What you have to do -
How many of the lines below contain "decode"? Reply with only that figure.

Task data -
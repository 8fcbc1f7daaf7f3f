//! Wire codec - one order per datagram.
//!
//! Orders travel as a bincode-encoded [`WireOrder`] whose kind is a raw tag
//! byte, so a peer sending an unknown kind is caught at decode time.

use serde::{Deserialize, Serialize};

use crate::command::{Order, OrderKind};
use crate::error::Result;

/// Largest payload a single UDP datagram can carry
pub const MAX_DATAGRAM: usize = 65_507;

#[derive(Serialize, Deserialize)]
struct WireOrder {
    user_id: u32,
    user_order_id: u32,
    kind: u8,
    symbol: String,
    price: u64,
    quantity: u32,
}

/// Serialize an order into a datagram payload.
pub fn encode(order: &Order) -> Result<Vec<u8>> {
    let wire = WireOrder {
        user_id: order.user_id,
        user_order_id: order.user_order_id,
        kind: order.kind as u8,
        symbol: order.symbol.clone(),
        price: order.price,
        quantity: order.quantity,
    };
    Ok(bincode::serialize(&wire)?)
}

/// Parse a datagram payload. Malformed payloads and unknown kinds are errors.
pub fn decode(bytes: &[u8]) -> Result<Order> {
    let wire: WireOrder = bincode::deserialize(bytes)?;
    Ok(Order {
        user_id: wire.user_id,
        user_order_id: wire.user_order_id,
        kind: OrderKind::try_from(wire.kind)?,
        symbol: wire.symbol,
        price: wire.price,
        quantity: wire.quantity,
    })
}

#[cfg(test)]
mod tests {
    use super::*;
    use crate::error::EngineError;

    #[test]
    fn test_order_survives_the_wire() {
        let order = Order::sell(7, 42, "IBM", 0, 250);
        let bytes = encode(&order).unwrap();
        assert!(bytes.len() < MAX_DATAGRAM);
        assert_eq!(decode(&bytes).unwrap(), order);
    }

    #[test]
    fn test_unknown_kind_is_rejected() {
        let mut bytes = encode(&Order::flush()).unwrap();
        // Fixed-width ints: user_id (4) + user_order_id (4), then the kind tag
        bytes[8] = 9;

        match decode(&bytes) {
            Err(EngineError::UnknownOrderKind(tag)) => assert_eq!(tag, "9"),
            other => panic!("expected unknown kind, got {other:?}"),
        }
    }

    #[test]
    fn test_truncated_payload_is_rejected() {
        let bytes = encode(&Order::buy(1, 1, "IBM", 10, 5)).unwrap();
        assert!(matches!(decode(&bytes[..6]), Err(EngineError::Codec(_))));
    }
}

Task answer -
5